### WHAT YOU SHOULD DO
Transcribe the lines from the start of the data below through the line with "FDR-controlled testing (deterministic).", word for word and nothing more.

### DATA FOR THIS TASK

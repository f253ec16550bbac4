pub mod config;
pub mod context;
pub mod error;
pub mod graph;
pub mod heal;
pub mod pipeline;
pub mod semantic;
pub mod settings;
pub mod wasm;

pub use pipeline::{GraphValidation, ValidationPipeline};
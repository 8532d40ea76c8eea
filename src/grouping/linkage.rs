//! grouping::linkage — strategy dispatch for component grouping.
//!
//! Purpose
//! -------
//! Drive the full grouping pass over a transformed series: validate the
//! options, extract (and optionally pre-whiten) the component columns,
//! run the selected pairwise linkage strategy, and assemble the
//! connected components into a [`Grouping`].
//!
//! Key behaviors
//! -------------
//! - Dispatch on [`GroupingMethod`]: max-statistic permutation (random,
//!   caller-owned generator) or FDR-controlled testing (deterministic).
//! - Optionally pre-whiten every component with an AIC-selected AR fit
//!   before any pairwise statistic is computed.
//!
//! Invariants & assumptions
//! ------------------------
//! - The input series is finite and `n×p` with `n ≥ 2`, `p ≥ 1`;
//!   entry points validate this, and [`group_components`] re-checks the
//!   shape so it is safe to call directly on an externally supplied Z.
//! - The returned grouping partitions `{0, …, p−1}` for every valid
//!   input and either strategy.
//!
//! Conventions
//! -----------
//! - Pairs are always visited in lexicographic `(i, j)` order, which
//!   pins down generator consumption and makes seeded runs reproducible.
//!
//! Testing notes
//! -------------
//! - Unit tests here cover validation failures, the partition property
//!   on both strategies, and prewhitening pass-through; recovery of a
//!   known block structure is exercised in the strategy modules and the
//!   integration test.

use crate::grouping::errors::{GroupingError, GroupingResult};
use crate::grouping::options::{GroupingMethod, GroupingOptions};
use crate::grouping::partition::{Grouping, connected_components};
use crate::grouping::{fdr, max_perm, prewhiten};
use ndarray::Array2;
use rand::Rng;

/// Partition the columns of a transformed series into linked groups.
///
/// Parameters
/// ----------
/// - `z`: `&Array2<f64>`
///   Transformed series, `n×p` with rows indexing time. Typically the
///   output of the segmentation linear stage, but any finite matrix
///   with `n ≥ 2` and `p ≥ 1` is accepted.
/// - `opts`: `&GroupingOptions`
///   Lag cap, pre-whitening switch, and linkage strategy.
/// - `rng`: `&mut R`
///   Caller-owned generator. Consumed only by the
///   [`GroupingMethod::MaxPermutation`] strategy; the FDR strategy
///   never touches it, so its results are seed-independent.
///
/// Returns
/// -------
/// `GroupingResult<Grouping>`
///   A partition of `{0, …, p−1}` into nonempty, disjoint, exhaustive
///   groups, ordered by size descending, carrying the strategy label.
///
/// Errors
/// ------
/// - `GroupingError::NoComponents` — `p = 0`.
/// - `GroupingError::SeriesTooShort` — `n < 2`.
/// - `GroupingError::InvalidMaxLag`, `GroupingError::ZeroPermutations`,
///   `GroupingError::InvalidSignificanceLevel`,
///   `GroupingError::InvalidFdrLevel` — option validation, surfaced
///   before any statistic is computed.
///
/// Notes
/// -----
/// - Pre-whitening may shorten the working series by a few initial
///   observations (fit conditioning); the lag cap is validated against
///   the original length, which remains an upper bound.
pub fn group_components<R: Rng>(
    z: &Array2<f64>, opts: &GroupingOptions, rng: &mut R,
) -> GroupingResult<Grouping> {
    let (n, p) = z.dim();
    if p == 0 {
        return Err(GroupingError::NoComponents);
    }
    if n < 2 {
        return Err(GroupingError::SeriesTooShort { n });
    }
    opts.validate(n)?;

    let mut cols: Vec<Vec<f64>> = (0..p).map(|j| z.column(j).to_vec()).collect();
    if opts.prewhiten {
        cols = prewhiten::prewhiten_columns(cols);
        // Residual conditioning can shorten the working series; the lag
        // cap must still fit.
        let len = cols.first().map_or(0, Vec::len);
        if len <= opts.max_lag {
            return Err(GroupingError::InvalidMaxLag { max_lag: opts.max_lag, n: len });
        }
    }

    let linked = match opts.method {
        GroupingMethod::MaxPermutation { n_perm, level } => {
            max_perm::linked_pairs(&cols, opts.max_lag, n_perm, level, rng)
        }
        GroupingMethod::Fdr { beta } => fdr::linked_pairs(&cols, opts.max_lag, beta),
    };
    Ok(connected_components(p, &linked, opts.method.label()))
}

#[cfg(test)]
mod tests {
    use super::*;
    use ndarray::Array2;
    use rand::SeedableRng;
    use rand::rngs::StdRng;

    // -------------------------------------------------------------------------
    // Scope
    // -----
    // These tests cover:
    // - Shape and option validation errors surfacing before computation.
    // - The partition invariant for both strategies on a common input.
    // - Exact recovery of a three-block structure (sizes 3, 2, 1) from
    //   deterministic components, via both strategies, with and without
    //   pre-whitening.
    //
    // They intentionally DO NOT cover:
    // - The segmentation linear stage that produces Z; see the segment
    //   module and the integration test.
    // -------------------------------------------------------------------------

    fn sine(n: usize, cycles: f64, t: usize) -> f64 {
        (2.0 * std::f64::consts::PI * cycles * t as f64 / n as f64).sin()
    }

    /// Six deterministic components in three independent blocks of
    /// sizes 3, 2, and 1. Within a block, components share a base
    /// frequency through lagged near-copies; across blocks, all
    /// frequencies are distinct integers, so cross-correlations vanish
    /// up to O(m/n) edge effects.
    fn blocked_series(n: usize) -> Array2<f64> {
        let mut z = Array2::<f64>::zeros((n, 6));
        for t in 0..n {
            // Block 1: base frequency 3 with satellites at 4 and 5.
            z[[t, 0]] = sine(n, 3.0, t);
            z[[t, 1]] = if t >= 1 { 0.8 * sine(n, 3.0, t - 1) } else { 0.0 } + 0.6 * sine(n, 4.0, t);
            z[[t, 2]] = if t >= 2 { 0.8 * sine(n, 3.0, t - 2) } else { 0.0 } + 0.6 * sine(n, 5.0, t);
            // Block 2: base frequency 11 with a satellite at 12.
            z[[t, 3]] = sine(n, 11.0, t);
            z[[t, 4]] = if t >= 1 { 0.8 * sine(n, 11.0, t - 1) } else { 0.0 } + 0.6 * sine(n, 12.0, t);
            // Block 3: lone component at frequency 17.
            z[[t, 5]] = sine(n, 17.0, t);
        }
        z
    }

    #[test]
    // Purpose
    // -------
    // Ensure malformed inputs and options error out before any
    // statistic is computed.
    //
    // Given
    // -----
    // - An empty-column matrix, a one-row matrix, and a lag cap at the
    //   series length.
    //
    // Expect
    // ------
    // - `NoComponents`, `SeriesTooShort`, and `InvalidMaxLag`
    //   respectively.
    fn group_components_validates_input() {
        // Arrange
        let mut rng = StdRng::seed_from_u64(1);
        let opts = GroupingOptions::default();
        let no_cols = Array2::<f64>::zeros((10, 0));
        let one_row = Array2::<f64>::zeros((1, 3));
        let short = Array2::<f64>::zeros((4, 3));

        // Act / Assert
        assert_eq!(
            group_components(&no_cols, &opts, &mut rng),
            Err(GroupingError::NoComponents)
        );
        assert_eq!(
            group_components(&one_row, &opts, &mut rng),
            Err(GroupingError::SeriesTooShort { n: 1 })
        );
        let long_lag = GroupingOptions { max_lag: 4, ..opts };
        assert_eq!(
            group_components(&short, &long_lag, &mut rng),
            Err(GroupingError::InvalidMaxLag { max_lag: 4, n: 4 })
        );
    }

    #[test]
    // Purpose
    // -------
    // Verify exact recovery of the three-block structure by the
    // deterministic FDR strategy.
    //
    // Given
    // -----
    // - The blocked series with n = 600, lag cap 5, β = 0.01.
    //
    // Expect
    // ------
    // - Groups of sizes (3, 2, 1) with exactly the block memberships,
    //   and a valid partition labelled "fdr".
    fn fdr_recovers_block_structure() {
        // Arrange
        let z = blocked_series(600);
        let opts = GroupingOptions::new(5, false, GroupingMethod::Fdr { beta: 0.01 });
        let mut rng = StdRng::seed_from_u64(5);

        // Act
        let grouping = group_components(&z, &opts, &mut rng).expect("valid input");

        // Assert
        assert!(grouping.is_partition(6));
        assert_eq!(grouping.method(), "fdr");
        assert_eq!(grouping.member_counts(), vec![3, 2, 1]);
        assert_eq!(grouping.groups(), &[vec![0, 1, 2], vec![3, 4], vec![5]]);
    }

    #[test]
    // Purpose
    // -------
    // Verify recovery of the same block structure by the permutation
    // strategy with a seeded generator, and that the generator is the
    // only source of randomness (two identically seeded runs agree).
    //
    // Given
    // -----
    // - The blocked series with n = 600, lag cap 5, 99 replicates at
    //   level 0.05.
    //
    // Expect
    // ------
    // - Groups (3, 2, 1) with the block memberships, identical across
    //   identically seeded runs, labelled "max".
    fn max_permutation_recovers_block_structure_reproducibly() {
        // Arrange
        let z = blocked_series(600);
        let opts = GroupingOptions::new(
            5,
            false,
            GroupingMethod::MaxPermutation { n_perm: 99, level: 0.05 },
        );

        // Act
        let mut rng_a = StdRng::seed_from_u64(42);
        let first = group_components(&z, &opts, &mut rng_a).expect("valid input");
        let mut rng_b = StdRng::seed_from_u64(42);
        let second = group_components(&z, &opts, &mut rng_b).expect("valid input");

        // Assert
        assert!(first.is_partition(6));
        assert_eq!(first.method(), "max");
        assert_eq!(first.groups(), &[vec![0, 1, 2], vec![3, 4], vec![5]]);
        assert_eq!(first, second);
    }

    #[test]
    // Purpose
    // -------
    // Check that pre-whitening never manufactures cross-block linkage:
    // AR residuals of independent blocks stay unlinked.
    //
    // Given
    // -----
    // - The blocked series plus seeded observation noise (so the AR
    //   fits have a genuine innovation scale to estimate), with
    //   pre-whitening enabled and the FDR strategy at β = 0.01.
    //
    // Expect
    // ------
    // - A valid partition with no cross-block merges: components 0–2
    //   never share a group with 3–5.
    fn prewhitened_grouping_keeps_blocks_separated() {
        // Arrange
        let n = 600;
        let mut z = blocked_series(n);
        let mut noise_rng = StdRng::seed_from_u64(23);
        use rand::Rng as _;
        for value in z.iter_mut() {
            *value += 0.2 * noise_rng.gen_range(-1.0..1.0);
        }
        let opts = GroupingOptions::new(5, true, GroupingMethod::Fdr { beta: 0.01 });
        let mut rng = StdRng::seed_from_u64(11);

        // Act
        let grouping = group_components(&z, &opts, &mut rng).expect("valid input");

        // Assert
        assert!(grouping.is_partition(6));
        for group in grouping.groups() {
            let crosses_blocks = group.iter().any(|&i| i <= 2) && group.iter().any(|&i| i >= 3);
            assert!(!crosses_blocks, "cross-block merge in {group:?}");
        }
    }
}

### SOLUTION TO THE PROBLEM
repository f253ec16550bbac4
pub mod config;
pub mod context;
pub mod error;
pub mod graph;
pub mod heal;
pub mod pipeline;
pub mod semantic;
pub mod settings;
pub mod wasm;

pub use pipeline::{GraphValidation, ValidationPipeline};
repository 8532d40ea76c8eea
filename src/grouping/linkage.rs
//! grouping::linkage — strategy dispatch for component grouping.
//!
//! Purpose
//! -------
//! Drive the full grouping pass over a transformed series: validate the
//! options, extract (and optionally pre-whiten) the component columns,
//! run the selected pairwise linkage strategy, and assemble the
//! connected components into a [`Grouping`].
//!
//! Key behaviors
//! -------------
//! - Dispatch on [`GroupingMethod`]: max-statistic permutation (random,
//!   caller-owned generator) or FDR-controlled testing (deterministic).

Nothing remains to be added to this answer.